From this equation we know, for example, that 4.03188 grams of hydrogen gas
will react with 31.9998 grams of oxygen gas to yield 36.03068 grams of
water. The relative proportions by weight of these reactants is the same in
any reaction of hydrogen and oxygen to form water. These relative weights
computed from the chemical equation are sometimes called equation weights.
Periodic table
- The Periodic Table organizes the elements by order of increasing atomic
number in a series of rows or periods so that those with
similar properties appear in vertical columns or groups.

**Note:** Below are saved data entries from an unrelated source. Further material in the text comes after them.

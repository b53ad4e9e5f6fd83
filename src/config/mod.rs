#[cfg(feature = "cli")]
pub mod cli;
pub mod toml_config;

use crate::utils::error::Result;
use crate::utils::validation::{
    validate_non_empty_string, validate_range, validate_required_field, validate_url, Validate,
};
use serde::{Deserialize, Serialize};
use std::time::Duration;

pub const DEFAULT_BATCH_SIZE: usize = 10_000;
pub const DEFAULT_PERIOD_MILLIS: u64 = 500;
pub const DEFAULT_SERVICE_NAME: &str = "sawtooth-memory";
pub const DEFAULT_SERVICE_VERSION: &str = env!("CARGO_PKG_VERSION");
pub const DEFAULT_EXPORT_INTERVAL_MILLIS: u64 = 60_000;

/// 上限只是防止手誤（例如多打幾個 0）把機器記憶體吃光
pub const MAX_BATCH_SIZE: usize = 10_000_000;
pub const MAX_PERIOD_MILLIS: u64 = 3_600_000;

#[derive(Debug, Clone, Copy, PartialEq, Eq, Serialize, Deserialize)]
pub struct GeneratorConfig {
    pub batch_size: usize,
    pub period_millis: u64,
}

impl GeneratorConfig {
    pub fn period(&self) -> Duration {
        Duration::from_millis(self.period_millis.max(1))
    }
}

impl Default for GeneratorConfig {
    fn default() -> Self {
        Self {
            batch_size: DEFAULT_BATCH_SIZE,
            period_millis: DEFAULT_PERIOD_MILLIS,
        }
    }
}

/// Where gathered metrics go.
#[derive(Debug, Clone, Copy, PartialEq, Eq, Default, Serialize, Deserialize)]
#[cfg_attr(feature = "cli", derive(clap::ValueEnum))]
#[serde(rename_all = "lowercase")]
pub enum ExporterKind {
    /// Observers are registered but nothing is exported.
    None,
    /// A periodic log line per metric.
    #[default]
    Log,
    /// Push the text exposition to a Prometheus Pushgateway.
    Push,
}

impl std::fmt::Display for ExporterKind {
    fn fmt(&self, f: &mut std::fmt::Formatter<'_>) -> std::fmt::Result {
        match self {
            ExporterKind::None => f.write_str("none"),
            ExporterKind::Log => f.write_str("log"),
            ExporterKind::Push => f.write_str("push"),
        }
    }
}

#[derive(Debug, Clone, PartialEq, Eq, Serialize, Deserialize)]
pub struct TelemetryConfig {
    /// When false the metrics registrar is never installed.
    pub enabled: bool,
    pub service_name: String,
    pub service_version: String,
    pub exporter: ExporterKind,
    pub export_interval_millis: u64,
    pub push_endpoint: Option<String>,
    pub push_job: Option<String>,
}

impl TelemetryConfig {
    pub fn export_interval(&self) -> Duration {
        Duration::from_millis(self.export_interval_millis.max(1))
    }

    /// Pushgateway job name, the service name unless set explicitly.
    pub fn push_job(&self) -> &str {
        self.push_job.as_deref().unwrap_or(&self.service_name)
    }
}

impl Default for TelemetryConfig {
    fn default() -> Self {
        Self {
            enabled: true,
            service_name: DEFAULT_SERVICE_NAME.to_string(),
            service_version: DEFAULT_SERVICE_VERSION.to_string(),
            exporter: ExporterKind::default(),
            export_interval_millis: DEFAULT_EXPORT_INTERVAL_MILLIS,
            push_endpoint: None,
            push_job: None,
        }
    }
}

/// Fully resolved process settings. Fixed once the generator starts.
#[derive(Debug, Clone, Default, PartialEq, Eq, Serialize, Deserialize)]
pub struct Settings {
    pub generator: GeneratorConfig,
    pub telemetry: TelemetryConfig,
}

impl Validate for GeneratorConfig {
    fn validate(&self) -> Result<()> {
        validate_range("generator.batch_size", self.batch_size, 0, MAX_BATCH_SIZE)?;
        validate_range("generator.period_millis", self.period_millis, 1, MAX_PERIOD_MILLIS)?;
        Ok(())
    }
}

impl Validate for TelemetryConfig {
    fn validate(&self) -> Result<()> {
        validate_non_empty_string("telemetry.service_name", &self.service_name)?;
        validate_non_empty_string("telemetry.service_version", &self.service_version)?;
        validate_range(
            "telemetry.export_interval_millis",
            self.export_interval_millis,
            100,
            MAX_PERIOD_MILLIS,
        )?;

        if let Some(job) = &self.push_job {
            validate_non_empty_string("telemetry.push_job", job)?;
        }

        if self.exporter == ExporterKind::Push {
            let endpoint = validate_required_field("telemetry.push_endpoint", &self.push_endpoint)?;
            validate_url("telemetry.push_endpoint", endpoint)?;
        }

        Ok(())
    }
}

impl Validate for Settings {
    fn validate(&self) -> Result<()> {
        self.generator.validate()?;
        // 停用遙測時不檢查其餘欄位
        if self.telemetry.enabled {
            self.telemetry.validate()?;
        }
        Ok(())
    }
}

#[cfg(test)]
mod tests {
    use super::*;
    use crate::utils::error::SawtoothError;

    #[test]
    fn test_defaults_match_the_demo_constants() {
        let settings = Settings::default();
        assert_eq!(settings.generator.batch_size, 10_000);
        assert_eq!(settings.generator.period(), Duration::from_millis(500));
        assert_eq!(settings.telemetry.service_name, "sawtooth-memory");
        assert_eq!(settings.telemetry.exporter, ExporterKind::Log);
        assert!(settings.validate().is_ok());
    }

    #[test]
    fn test_zero_batch_is_valid_but_zero_period_is_not() {
        let mut generator = GeneratorConfig {
            batch_size: 0,
            period_millis: 500,
        };
        assert!(generator.validate().is_ok());

        generator.period_millis = 0;
        assert!(generator.validate().is_err());
    }

    #[test]
    fn test_push_exporter_requires_endpoint() {
        let mut telemetry = TelemetryConfig {
            exporter: ExporterKind::Push,
            ..TelemetryConfig::default()
        };
        let err = telemetry.validate().unwrap_err();
        assert!(matches!(err, SawtoothError::MissingConfigError { .. }));

        telemetry.push_endpoint = Some("localhost:9091".to_string());
        assert!(telemetry.validate().is_err());

        telemetry.push_endpoint = Some("http://localhost:9091".to_string());
        assert!(telemetry.validate().is_ok());
        assert_eq!(telemetry.push_job(), "sawtooth-memory");
    }

    #[test]
    fn test_disabled_telemetry_skips_validation() {
        let settings = Settings {
            telemetry: TelemetryConfig {
                enabled: false,
                service_name: String::new(),
                ..TelemetryConfig::default()
            },
            ..Settings::default()
        };
        assert!(settings.validate().is_ok());
    }
}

- Within each column or group there is also a steady change in properties.
Groups include the halogens, the alkali metals, and the inert gases.
- Elements within a group will form ions of the same charge because they
have the same number of valence electrons.
- Elements tend to gain or lose electrons in order to achieve a noble gas
configuration.
- Metals tend to lose electrons to
achieve a noble gas configuration. For example, Li often loses 1
electron to achieve a configuration like that of He.
- Nonmetals tend to gain electrons
to achieve a noble gas configuration. For example, F tends to gain 1
electron to achieve a configuration like that of Ne.
- Across each period there is a steady decrease in metallic character
left-to-right, ending on the very nonmetallic inert (noble) gases, and an
increase top-to-down. Metals tend to give up electrons (and thus form
positively charged ions) more easily than nonmetals.
- Sn is more metallic than Te, according to the left-to-right trend in
metallic character.
- Sn is more metallic than Si, according to the top-down trend in
metallic character.
- Te is more metallic than Br, according to both the top-down and the
left-to-right trend in metallic character.
- For I vs Se, we can’t tell because of competing trends. I would be
more metallic according to the top-down trend, but Se would be more
metallic according to the left-right trend. The effects tend to cancel.
- Atomic size decreases along a period from left to right and increases as
one moves down a group.
- C has a greater atomic size than O, according to the left-to-right
trend.
- K has a greater atomic size than Li, according to the top-down
trend.
- Al has a greater atomic size than C, according to both the
left-to-right trend and top-down trends.
- For I vs Se, I would be greater according to the top-down trend, but
Se would be greater according to the left-right trend. The effects tend
to cancel and the two elements have roughly the same atomic size.